Correction for the Effect of Rising Plasma Glucose Levels on Quantification of MRglc with FDG-PET

Positron emission tomography (PET) using the tracer [18F]-fluorodeoxyglucose (FDG) is commonly used for measuring metabolic rate of glucose (MR(glc)) in the human brain. Conventional PET methods (e.g., the Patlak method) for quantifying MR(glc) assume the tissue transport and phosphorylation mechanisms to be in steady state during FDG uptake. As FDG and glucose use the same transporters and phosphorylation enzymes, changing blood glucose levels can change the rates of FDG transport and phosphorylation. Compartmental models were used to simulate the effect of rising arterial glucose, from normal to hyperglycemic levels on FDG uptake for a typical PET protocol. The subsequent errors on the values of MR(glc) calculated using the Patlak method were investigated, and a correction scheme based on measured arterial glucose concentration (G(p)) was evaluated.
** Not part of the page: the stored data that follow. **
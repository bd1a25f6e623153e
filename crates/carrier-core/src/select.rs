//! Frame selection: every Nth frame becomes a hidden blob

use carrier_codec::FrameCodec;
use carrier_common::{CarrierError, Result};
use carrier_transcode::{FrameSink, TranscodeError};
use image::RgbImage;
use tracing::{debug, info};

/// Compressed still image of one selected frame
#[derive(Debug, Clone, PartialEq, Eq)]
pub struct FrameBlob {
    /// Source frame index
    pub index: u64,
    pub bytes: Vec<u8>,
}

/// Pack every `interval`th frame and forward the whole sequence to `sink`
///
/// A selected frame is replaced in the forwarded sequence by the image its
/// blob decodes to, so the encoder sees what decode will recover.
pub fn select_frames<I, S>(
    frames: I,
    sink: &mut S,
    interval: u32,
    codec: &FrameCodec,
) -> Result<Vec<FrameBlob>>
where
    I: IntoIterator<Item = std::result::Result<RgbImage, TranscodeError>>,
    S: FrameSink + ?Sized,
{
    if interval == 0 {
        return Err(CarrierError::InvalidConfig(
            "interval must be at least 1".to_string(),
        ));
    }

    let mut blobs = Vec::new();
    let mut total = 0u64;
    for (index, frame) in frames.into_iter().enumerate() {
        let frame = frame?;
        let index = index as u64;
        total += 1;

        if index % u64::from(interval) == 0 {
            let (bytes, round_tripped) = codec.round_trip(&frame)?;
            debug!("Selected frame {}: {} byte blob", index, bytes.len());
            sink.push(&round_tripped)?;
            blobs.push(FrameBlob { index, bytes });
        } else {
            sink.push(&frame)?;
        }
    }

    info!(
        "Selected {} of {} frames (interval {})",
        blobs.len(),
        total,
        interval
    );
    Ok(blobs)
}

#[cfg(test)]
mod tests {
    use super::*;
    use carrier_codec::{Compression, JpegCodec, PngCodec};
    use image::Rgb;

    fn frames(count: u8) -> Vec<std::result::Result<RgbImage, TranscodeError>> {
        (0..count)
            .map(|i| Ok(RgbImage::from_pixel(8, 8, Rgb([i * 20, 255 - i * 20, 77]))))
            .collect()
    }

    #[test]
    fn test_interval_one_selects_every_frame() {
        let codec = FrameCodec::new(Box::new(PngCodec), Compression::Deflate);
        let mut sink: Vec<RgbImage> = Vec::new();
        let blobs = select_frames(frames(3), &mut sink, 1, &codec).unwrap();

        assert_eq!(blobs.len(), 3);
        assert_eq!(
            blobs.iter().map(|b| b.index).collect::<Vec<_>>(),
            vec![0, 1, 2]
        );
        assert_eq!(sink.len(), 3);
    }

    #[test]
    fn test_interval_larger_than_video_selects_first_frame() {
        let codec = FrameCodec::default();
        let mut sink: Vec<RgbImage> = Vec::new();
        let blobs = select_frames(frames(4), &mut sink, 10, &codec).unwrap();

        assert_eq!(blobs.len(), 1);
        assert_eq!(blobs[0].index, 0);
        assert_eq!(sink.len(), 4);
    }

    #[test]
    fn test_every_nth_frame() {
        let codec = FrameCodec::default();
        let mut sink: Vec<RgbImage> = Vec::new();
        let blobs = select_frames(frames(7), &mut sink, 3, &codec).unwrap();
        assert_eq!(
            blobs.iter().map(|b| b.index).collect::<Vec<_>>(),
            vec![0, 3, 6]
        );
    }

    #[test]
    fn test_selected_frames_are_forwarded_round_tripped() {
        let codec = FrameCodec::new(Box::new(JpegCodec::new(40).unwrap()), Compression::None);
        let source = frames(4);
        let mut sink: Vec<RgbImage> = Vec::new();
        let blobs = select_frames(source, &mut sink, 2, &codec).unwrap();

        for blob in &blobs {
            let forwarded = &sink[blob.index as usize];
            assert_eq!(&codec.unpack(&blob.bytes).unwrap(), forwarded);
        }
        // Unselected frames pass through untouched
        assert_eq!(sink[1], RgbImage::from_pixel(8, 8, Rgb([20, 235, 77])));
    }

    #[test]
    fn test_zero_interval_and_empty_source() {
        let codec = FrameCodec::default();
        let mut sink: Vec<RgbImage> = Vec::new();
        assert!(matches!(
            select_frames(frames(2), &mut sink, 0, &codec),
            Err(CarrierError::InvalidConfig(_))
        ));
        assert!(select_frames(frames(0), &mut sink, 5, &codec)
            .unwrap()
            .is_empty());
    }

    #[test]
    fn test_source_error_propagates() {
        let codec = FrameCodec::default();
        let mut sink: Vec<RgbImage> = Vec::new();
        let source = vec![Err(TranscodeError::FfmpegError("decoder died".into()))];
        assert!(matches!(
            select_frames(source, &mut sink, 1, &codec),
            Err(CarrierError::FFmpegError(_))
        ));
    }
}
Typically, with a 40% rise in G(p) over the duration of the PET study, the true MR(glc) varied by only 1%; however, the Patlak method overestimated MR(glc) by 15%. The application of the correction reduced this error to approximately 2%. In general, the application of the correction resulted in values of MR(glc) consistently significantly closer to the true steady state calculation of MR(glc) independently of changes to the parameters defining the model.